O setor produtivo vem fazendo sua parte para melhorar o cenário econômico e ontem mesmo foi anunciado o crescimento do PIB como sendo o maior dos últimos três anos.

As empresas investiram, no terceiro trimestre deste ano, em ritmo três vezes maior que o aumento do consumo.

Só mesmo a carga tributária atrapalha e inibe esses índices, que poderiam, sem seu peso excessivo, ser bem maiores.

Está comprovado, assim, que se deixam o brasileiro investir, ele o faz bem e obtém bons resultados.

Então, o governo que assuma, também, suas responsabilidades, mas que não invente mais tributos estapafúrdios, como a escorraçada CPMF.

Defeito de fabricaçãoA tentativa do governo de prorrogar, até 2011, a CPMF abriu e fechou com erros de Lula, e o meio não foi diferente.

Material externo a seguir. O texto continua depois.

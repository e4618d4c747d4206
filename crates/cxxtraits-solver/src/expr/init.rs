//! Initialization, `new` and casts.
//!
//! Arrays are never initialized from a parenthesized expression list, and a
//! prvalue of the target class initializes the object directly without a
//! constructor call.

use super::overload::{MemberSet, record_candidates};
use super::{Effects, Expr, Formed, Inapplicable, InitMode, Operation, Sema};
use crate::type_queries::{
    array_parts, builtin_kind, complete_record, enum_decl, is_function, is_void,
    member_pointer_parts, pointee, record_id, referent, split_cv, unqualified,
};
use crate::types::{TypeId, ValueCategory};
use tracing::trace;

impl<'a> Sema<'a> {
    /// `T t(args...);`
    pub fn direct_initialize(&self, target: TypeId, args: &[Expr]) -> Formed<Effects> {
        self.guarded(Operation::Initialize, target, args.first().copied(), || {
            let db = self.db;
            if referent(db, target).is_some() {
                let [arg] = args else {
                    return Err(Inapplicable::WrongArity);
                };
                return self
                    .bind_reference(*arg, target, InitMode::Direct, true)
                    .map(|conversion| conversion.effects);
            }
            if is_void(db, target) || is_function(db, target) {
                return Err(Inapplicable::NotAnObject);
            }
            if let Some((element, bound)) = array_parts(db, target) {
                return match (bound, args) {
                    (Some(_), []) => self.direct_initialize(element, &[]),
                    _ => Err(Inapplicable::NotAnObject),
                };
            }
            if record_id(db, target).is_some() {
                return self.construct_class(target, args);
            }
            match args {
                [] => Ok(Effects::NONE),
                [arg] => self
                    .implicit_conversion(*arg, target, InitMode::Direct, true)
                    .map(|conversion| conversion.effects),
                _ => Err(Inapplicable::WrongArity),
            }
        })
    }

    fn construct_class(&self, target: TypeId, args: &[Expr]) -> Formed<Effects> {
        let class = unqualified(self.db, target);
        let decl = complete_record(self.db, class).ok_or(Inapplicable::IncompleteType)?;
        if decl.facts.abstract_ {
            return Err(Inapplicable::AbstractClass);
        }
        if let [arg] = args {
            if arg.category == ValueCategory::PRValue && unqualified(self.db, arg.ty) == class {
                return Ok(Effects::NONE);
            }
        }
        let candidates = record_candidates(&decl, MemberSet::Constructor, InitMode::Direct, None);
        let selection = self.resolve(&candidates, None, args, true)?;
        Ok(selection.effects)
    }

    /// `T t = from;`
    pub fn copy_initialize(&self, target: TypeId, from: Expr) -> Formed<Effects> {
        self.implicit_conversion(from, target, InitMode::Copy, true)
            .map(|conversion| conversion.effects)
    }

    /// `T()`: zero-initialization for scalars, the default constructor for
    /// classes, element-wise for bounded arrays.
    pub fn value_initialize(&self, target: TypeId) -> Formed<Effects> {
        if referent(self.db, target).is_some() {
            return Err(Inapplicable::NotAnObject);
        }
        if is_void(self.db, target) {
            return Ok(Effects::NONE);
        }
        self.direct_initialize(target, &[])
    }

    /// `::new T(args...)`. Only the initialization is checked; allocation
    /// is assumed to succeed.
    pub fn new_expression(&self, target: TypeId, args: &[Expr]) -> Formed<Effects> {
        if referent(self.db, target).is_some()
            || is_void(self.db, target)
            || is_function(self.db, target)
        {
            return Err(Inapplicable::NotAnObject);
        }
        self.direct_initialize(target, args)
    }

    /// `T(args...)`. A single argument behaves like `static_cast<T>(arg)`.
    pub fn functional_cast(&self, target: TypeId, args: &[Expr]) -> Formed<Effects> {
        match args {
            [arg] => self.static_cast(target, *arg),
            [] => self.value_initialize(target),
            _ => self.direct_initialize(target, args),
        }
    }

    /// `static_cast<T>(from)`.
    pub fn static_cast(&self, target: TypeId, from: Expr) -> Formed<Effects> {
        let db = self.db;
        if referent(db, target).is_some() {
            return self.static_cast_reference(target, from);
        }
        if is_void(db, target) {
            return Ok(Effects::NONE);
        }
        if let Ok(effects) = self.direct_initialize(target, &[from]) {
            return Ok(effects);
        }
        if self.inverse_standard_conversion(from.ty, target) {
            trace!(target = target.0, "static_cast via inverse standard conversion");
            return Ok(Effects::NONE);
        }
        Err(Inapplicable::NoConversion)
    }

    /// `static_cast<T&>(from)` or `static_cast<T&&>(from)`.
    ///
    /// Besides the ordinary direct binding this allows a base-to-derived
    /// downcast of a glvalue and the cast of a glvalue to an rvalue
    /// reference to a reference-compatible type.
    pub fn static_cast_reference(&self, target: TypeId, from: Expr) -> Formed<Effects> {
        let db = self.db;
        let Some((referent_ty, is_rvalue_ref)) = referent(db, target) else {
            return Err(Inapplicable::NoConversion);
        };
        let (target_ty, target_cv) = split_cv(db, referent_ty);
        let (source_ty, source_cv) = split_cv(db, from.ty);
        let cv_ok = target_cv.contains(source_cv);
        let source_ok = from.is_lvalue() || (is_rvalue_ref && from.category.is_glvalue());

        if cv_ok && source_ok && target_ty != source_ty {
            let hierarchy = self.hierarchy();
            if hierarchy.is_base_of(source_ty, target_ty)
                && hierarchy.base_conversion(target_ty, source_ty).is_ok()
                && !hierarchy.is_virtual_base_of(source_ty, target_ty)
            {
                trace!(target = target.0, "static_cast downcast");
                return Ok(Effects::NONE);
            }
        }

        if is_rvalue_ref && from.category.is_glvalue() && cv_ok {
            let related = target_ty == source_ty
                || self
                    .hierarchy()
                    .base_conversion(source_ty, target_ty)
                    .is_ok();
            if related {
                return Ok(Effects::NONE);
            }
        }

        self.bind_reference(from, target, InitMode::Direct, true)
            .map(|conversion| conversion.effects)
    }

    /// The inverse of a standard conversion that `static_cast` may perform:
    /// integer or enumeration to enumeration, `void*` to object pointer,
    /// base pointer to derived pointer, derived member pointer to base
    /// member pointer.
    fn inverse_standard_conversion(&self, from: TypeId, to: TypeId) -> bool {
        let db = self.db;
        let from = unqualified(db, from);
        let to = unqualified(db, to);

        if enum_decl(db, to).is_some() {
            return enum_decl(db, from).is_some() || builtin_kind(db, from).is_some();
        }

        if let (Some(from_pointee), Some(to_pointee)) = (pointee(db, from), pointee(db, to)) {
            let (from_ty, from_cv) = split_cv(db, from_pointee);
            let (to_ty, to_cv) = split_cv(db, to_pointee);
            if !to_cv.contains(from_cv) {
                return false;
            }
            if is_void(db, from_ty) {
                return !is_function(db, to_ty);
            }
            let hierarchy = self.hierarchy();
            return from_ty != to_ty
                && hierarchy.is_base_of(from_ty, to_ty)
                && hierarchy.base_conversion(to_ty, from_ty).is_ok()
                && !hierarchy.is_virtual_base_of(from_ty, to_ty);
        }

        if let (Some((from_class, from_pointee)), Some((to_class, to_pointee))) =
            (member_pointer_parts(db, from), member_pointer_parts(db, to))
        {
            return from_pointee == to_pointee
                && from_class != to_class
                && self.hierarchy().base_conversion(from_class, to_class).is_ok();
        }
        false
    }
}
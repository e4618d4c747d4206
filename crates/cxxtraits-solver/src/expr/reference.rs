//! Reference binding.
//!
//! Binding `cv1 T1&` or `cv1 T1&&` to an expression of type `cv2 T2`:
//!
//! 1. An lvalue reference binds directly to a reference-compatible lvalue,
//!    or to the lvalue result of a conversion function of a class `T2`.
//! 2. Otherwise an lvalue reference must be to non-volatile `const`.
//! 3. Any reference binds directly to a reference-compatible rvalue, or to
//!    the rvalue result of a conversion function.
//! 4. A reference-related initializer that cannot bind (it would drop
//!    qualifiers, or it is an lvalue for an rvalue reference) is ill-formed.
//! 5. Otherwise a temporary of type `cv1 T1` is copy-initialized from the
//!    initializer and the reference binds to it.
//!
//! `T1` is reference-related to `T2` when they are the same type or `T1` is
//! a base class of `T2`; reference-compatible when additionally `cv1` is at
//! least `cv2`.

use super::conversion::{ImplicitConversion, ReferenceBinding};
use super::{Expr, Formed, Inapplicable, InitMode, Operation, Sema};
use crate::class_hierarchy::BaseConversion;
use crate::type_queries::{is_function, record_id, referent, split_cv};
use crate::types::{CvQualifiers, TypeId};

impl<'a> Sema<'a> {
    /// The conversion sequence binding a reference of type `to` to `from`.
    pub(crate) fn bind_reference(
        &self,
        from: Expr,
        to: TypeId,
        mode: InitMode,
        allow_user: bool,
    ) -> Formed<ImplicitConversion> {
        let Some((target, is_rvalue_ref)) = referent(self.db, to) else {
            return Err(Inapplicable::NoConversion);
        };
        self.guarded(Operation::BindReference, to, Some(from), || {
            if is_function(self.db, target) {
                return self.bind_function_reference(from, target);
            }
            self.bind_object_reference(from, target, is_rvalue_ref, mode, allow_user)
        })
    }

    fn bind_function_reference(&self, from: Expr, target: TypeId) -> Formed<ImplicitConversion> {
        if !is_function(self.db, from.ty) {
            return Err(Inapplicable::NoConversion);
        }
        let from_ptr = self.db.pointer(from.ty);
        let to_ptr = self.db.pointer(target);
        self.standard_conversion(Expr::prvalue(from_ptr), to_ptr, InitMode::Copy)
    }

    fn bind_object_reference(
        &self,
        from: Expr,
        target: TypeId,
        is_rvalue_ref: bool,
        mode: InitMode,
        allow_user: bool,
    ) -> Formed<ImplicitConversion> {
        let db = self.db;
        let (target_ty, target_cv) = split_cv(db, target);
        let (source_ty, source_cv) = split_cv(db, from.ty);
        let relation = self.reference_relation(target_ty, source_ty);
        let compatible = relation.is_some() && target_cv.contains(source_cv);
        let source_is_class = record_id(db, source_ty).is_some();

        let binding = |rvalue_ref_to_rvalue: bool, temporary: bool| ReferenceBinding {
            rvalue_ref_to_rvalue,
            referent: target_ty,
            referent_cv: target_cv,
            implicit_object: false,
            temporary,
        };
        let direct = |relation: BaseConversion, rvalue_ref_to_rvalue: bool| match relation {
            BaseConversion::Ok { distance } => Ok(ImplicitConversion {
                binding: Some(binding(rvalue_ref_to_rvalue, false)),
                ..ImplicitConversion::derived_to_base(distance)
            }),
            BaseConversion::Ambiguous => Err(Inapplicable::AmbiguousBase),
            BaseConversion::Inaccessible => Err(Inapplicable::Inaccessible),
            BaseConversion::NotBase => Err(Inapplicable::NoConversion),
        };

        if !is_rvalue_ref {
            if from.is_lvalue() && compatible {
                if let Some(relation) = relation {
                    return direct(relation, false);
                }
            }
            if source_is_class && relation.is_none() && allow_user {
                if let Ok(conversion) =
                    self.bind_through_conversion_function(from, target_ty, target_cv, true, false, mode)
                {
                    return Ok(conversion);
                }
            }
            if target_cv != CvQualifiers::CONST {
                return Err(Inapplicable::NonConstLvalueReference);
            }
        }

        if from.is_rvalue() && compatible {
            if let Some(relation) = relation {
                return direct(relation, is_rvalue_ref);
            }
        }
        if source_is_class && relation.is_none() && allow_user {
            if let Ok(conversion) = self.bind_through_conversion_function(
                from,
                target_ty,
                target_cv,
                false,
                is_rvalue_ref,
                mode,
            ) {
                return Ok(conversion);
            }
        }

        if relation.is_some() {
            if is_rvalue_ref && from.is_lvalue() {
                return Err(Inapplicable::RvalueReferenceToLvalue);
            }
            return Err(Inapplicable::DropsQualifiers);
        }

        let temporary_ty = db.qualified(target_ty, target_cv);
        let conversion = self.implicit_conversion(from, temporary_ty, InitMode::Copy, allow_user)?;
        Ok(ImplicitConversion {
            binding: Some(binding(is_rvalue_ref, true)),
            ..conversion
        })
    }

    /// `Some` when `target` is reference-related to `source`, with the
    /// outcome of the derived-to-base check.
    fn reference_relation(&self, target: TypeId, source: TypeId) -> Option<BaseConversion> {
        if target == source {
            return Some(BaseConversion::Ok { distance: 0 });
        }
        if record_id(self.db, target).is_some() && self.hierarchy().is_base_of(target, source) {
            return Some(self.hierarchy().base_conversion(source, target));
        }
        None
    }

    /// Bind through a conversion function of the class `from` whose result
    /// is an lvalue (`want_lvalue`) or rvalue reference-compatible with
    /// `cv T`.
    fn bind_through_conversion_function(
        &self,
        from: Expr,
        target_ty: TypeId,
        target_cv: CvQualifiers,
        want_lvalue: bool,
        is_rvalue_ref: bool,
        mode: InitMode,
    ) -> Formed<ImplicitConversion> {
        let owners = self.conversion_owners(from.ty);
        let candidates = self.conversion_candidates(&owners, mode, |func| {
            let result = self.call_result(func.ret);
            if result.is_lvalue() != want_lvalue {
                return None;
            }
            let (result_ty, result_cv) = split_cv(self.db, result.ty);
            if !target_cv.contains(result_cv) {
                return None;
            }
            let distance = self.reference_relation(target_ty, result_ty)?.distance()?;
            Some(ImplicitConversion {
                binding: Some(ReferenceBinding {
                    rvalue_ref_to_rvalue: is_rvalue_ref,
                    referent: target_ty,
                    referent_cv: target_cv,
                    implicit_object: false,
                    temporary: false,
                }),
                ..ImplicitConversion::derived_to_base(distance)
            })
        });
        self.finish_user_defined(&candidates, from)
    }
}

A demora do governo em iniciar o debate, empurrando a votação até os últimos dias deste ano, a insistência em negociar o imposto no balcão do toma-lá-dá-cá, as ofensas àqueles que se opõem ao imposto, repetidamente chamados de sonegadores, e o terrorismo e as ameaças para ganhar pelo medo.

Todos estes erros foram coroados por uma carta de Lula, lida ontem no Senado pelo líder do governo Romero Jucá.

Nela, o Presidente prometia aumentar os repasses do imposto do cheque para a saúde, mas em menor quantidade do que proposto pelo governador tucano José Serra.

O objetivo da missiva era adiar mais uma vez a votação para reabrir as negociações com o PSDB.

Ao invés disso, conseguiu apenas aumentar a tensão no Plenário.

A melhor explicação para tantos tiros do governo saindo pela culatra é defeito de fabricação.